Environmental and sustainability assessments
Knowledge areas: industrial ecology, economic analysis and society.
Environmental and sustainability assessments should help us to quantify and understand the actual impact on nature, on society and the economy, as well as the room for maneuver we have for human development based on available resources and nature's ability to absorb pollutants.
The core in this research area is ‘industrial ecology’, which makes use of material flow analysis, life cycle assessment, input output analysis and systems thinking to inform solutions in production and consumption systems aiming for minimized environmental footprints.
This includes development and applications of models, indicators, methods and strategies for realizing future green shifts on different levels in society (national, regional, city, company, product value chain and individual).
Such green shifts will cover new technologies, solutions and behaviour in different sectors such as energy, manufacturing, metal production, transport, marine and maritime activities, waste management and recycling, etc.
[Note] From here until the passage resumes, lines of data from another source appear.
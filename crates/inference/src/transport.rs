use crate::config::ModelConfig;
use crate::error::{InferenceError, Result};
use async_trait::async_trait;
use serde_json::{json, Value};

const ERROR_BODY_PREVIEW: usize = 200;

/// One chat completion request
#[derive(Debug, Clone, PartialEq)]
pub struct ChatRequest {
    pub system_prompt: String,
    pub user_content: String,
    pub model: String,
    pub max_tokens: Option<u32>,
    pub temperature: f32,
    pub json_mode: bool,
}

impl ChatRequest {
    /// OpenAI-compatible request body
    #[must_use]
    pub fn payload(&self) -> Value {
        let mut body = json!({
            "model": self.model,
            "messages": [
                {"role": "system", "content": self.system_prompt},
                {"role": "user", "content": self.user_content},
            ],
            "temperature": self.temperature,
        });
        if let Some(max_tokens) = self.max_tokens {
            body["max_tokens"] = json!(max_tokens);
        }
        if self.json_mode {
            body["response_format"] = json!({"type": "json_object"});
        }
        body
    }
}

/// Sends a chat request and returns the assistant message text
#[async_trait]
pub trait ChatTransport: Send + Sync {
    async fn complete(&self, request: &ChatRequest) -> Result<String>;
}

/// `reqwest` transport for `POST {base}/chat/completions`
#[derive(Debug, Clone)]
pub struct HttpTransport {
    client: reqwest::Client,
    url: String,
    api_key: Option<String>,
}

impl HttpTransport {
    pub fn new(config: &ModelConfig) -> Result<Self> {
        config.validate()?;
        let client = reqwest::Client::builder()
            .timeout(config.request_timeout)
            .build()
            .map_err(|e| InferenceError::fatal(format!("Failed to build HTTP client: {e}")))?;
        Ok(Self {
            client,
            url: config.chat_completions_url(),
            api_key: config.api_key.clone(),
        })
    }
}

#[async_trait]
impl ChatTransport for HttpTransport {
    async fn complete(&self, request: &ChatRequest) -> Result<String> {
        let mut builder = self
            .client
            .post(&self.url)
            .header("Content-Type", "application/json")
            .json(&request.payload());
        if let Some(key) = &self.api_key {
            builder = builder.bearer_auth(key);
        }

        let response = builder.send().await.map_err(|e| {
            if e.is_builder() {
                InferenceError::fatal(format!("Invalid request to {}: {e}", self.url))
            } else {
                InferenceError::transient(format!("Request to {} failed: {e}", self.url))
            }
        })?;

        let status = response.status();
        if !status.is_success() {
            let body = response.text().await.unwrap_or_default();
            return Err(classify_status(status.as_u16(), &body));
        }

        let envelope: Value = response
            .json()
            .await
            .map_err(|e| InferenceError::malformed(format!("Response is not JSON: {e}")))?;
        message_content(&envelope)
    }
}

/// Map a non-success HTTP status to the error taxonomy
#[must_use]
pub fn classify_status(status: u16, body: &str) -> InferenceError {
    let preview: String = body.chars().take(ERROR_BODY_PREVIEW).collect();
    let msg = format!("API error {status}: {preview}");
    match status {
        401 | 403 => InferenceError::fatal(format!("{msg} (check LLM_API_KEY)")),
        404 => InferenceError::fatal(format!(
            "{msg} (check LLM_API_BASE_URL and LLM_MODEL_NAME)"
        )),
        408 | 429 | 500..=599 => InferenceError::transient(msg),
        _ => InferenceError::fatal(msg),
    }
}

/// `choices[0].message.content` of a chat completion envelope
pub fn message_content(envelope: &Value) -> Result<String> {
    envelope
        .pointer("/choices/0/message/content")
        .and_then(Value::as_str)
        .map(str::to_string)
        .ok_or_else(|| {
            InferenceError::malformed("Response has no choices[0].message.content")
        })
}

#[cfg(test)]
mod tests {
    use super::*;
    use pretty_assertions::assert_eq;

    fn request(max_tokens: Option<u32>, json_mode: bool) -> ChatRequest {
        ChatRequest {
            system_prompt: "sys".into(),
            user_content: "code".into(),
            model: "gpt-oss:120b".into(),
            max_tokens,
            temperature: 0.2,
            json_mode,
        }
    }

    #[test]
    fn payload_omits_unset_max_tokens() {
        let body = request(None, true).payload();
        assert!(body.get("max_tokens").is_none());
        assert_eq!(body["response_format"], json!({"type": "json_object"}));
        assert_eq!(body["messages"][0]["role"], "system");
        assert_eq!(body["messages"][1]["content"], "code");
    }

    #[test]
    fn payload_text_mode_with_limit() {
        let body = request(Some(4096), false).payload();
        assert_eq!(body["max_tokens"], 4096);
        assert!(body.get("response_format").is_none());
    }

    #[test]
    fn status_mapping() {
        assert!(classify_status(401, "").is_fatal());
        assert!(classify_status(404, "no such model").is_fatal());
        assert!(classify_status(400, "bad").is_fatal());
        assert!(matches!(classify_status(429, ""), InferenceError::Transient(_)));
        assert!(matches!(classify_status(503, ""), InferenceError::Transient(_)));
        assert!(matches!(classify_status(408, ""), InferenceError::Transient(_)));
    }

    #[test]
    fn content_is_read_from_first_choice() {
        let envelope = json!({"choices": [{"message": {"role": "assistant", "content": "{}"}}]});
        assert_eq!(message_content(&envelope).unwrap(), "{}");
        assert!(matches!(
            message_content(&json!({"choices": []})),
            Err(InferenceError::MalformedResponse(_))
        ));
    }
}
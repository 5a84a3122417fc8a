use anyhow::Result;

#[tokio::main]
async fn main() -> Result<()> {
    audit_cli::main_entry().await
}
use crate::language::Language;
use thiserror::Error;

pub type Result<T> = std::result::Result<T, ChunkerError>;

#[derive(Error, Debug)]
pub enum ChunkerError {
    /// Tree-sitter produced no tree at all
    #[error("Parse error: {0}")]
    ParseError(String),

    /// The tree contains error nodes; callers fall back to heuristic chunking
    #[error("{} syntax error near line {line}", .language.as_str())]
    Syntax { language: Language, line: usize },

    #[error("No chunker for {} files", .0.as_str())]
    UnsupportedLanguage(Language),

    #[error("Invalid chunker configuration: {0}")]
    InvalidConfig(String),

    #[error("IO error: {0}")]
    IoError(#[from] std::io::Error),

    #[error("File has no content to chunk")]
    EmptyContent,

    #[error("Tree-sitter grammar rejected: {0}")]
    TreeSitterError(#[from] tree_sitter::LanguageError),
}

impl ChunkerError {
    /// True when structural parsing failed but the text is still usable
    #[must_use]
    pub fn is_recoverable(&self) -> bool {
        matches!(self, Self::ParseError(_) | Self::Syntax { .. })
    }
}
Analytical methods used today are further developed by integration of knowledge on economy, natural resources and biodiversity, as well as the need for addressing and balancing diverse values and interests with the use of multi-criteria decision-support tools.
Environmental and sustainability assessments are strengthened through development of ICT-based modelling, automated data collection, processing and dissemination.
How can we develop robust methods to correctly calculate and compare the environmental impact of different human activities?
What is a sustainable lifestyle?
How do analyses at the micro level (company level) connect to analyses at a meso- (region/large project) and macro level (society)?
How can we connect knowledge about the effects land use and changes in land use have on biodiversity, with other environmental impact assessments?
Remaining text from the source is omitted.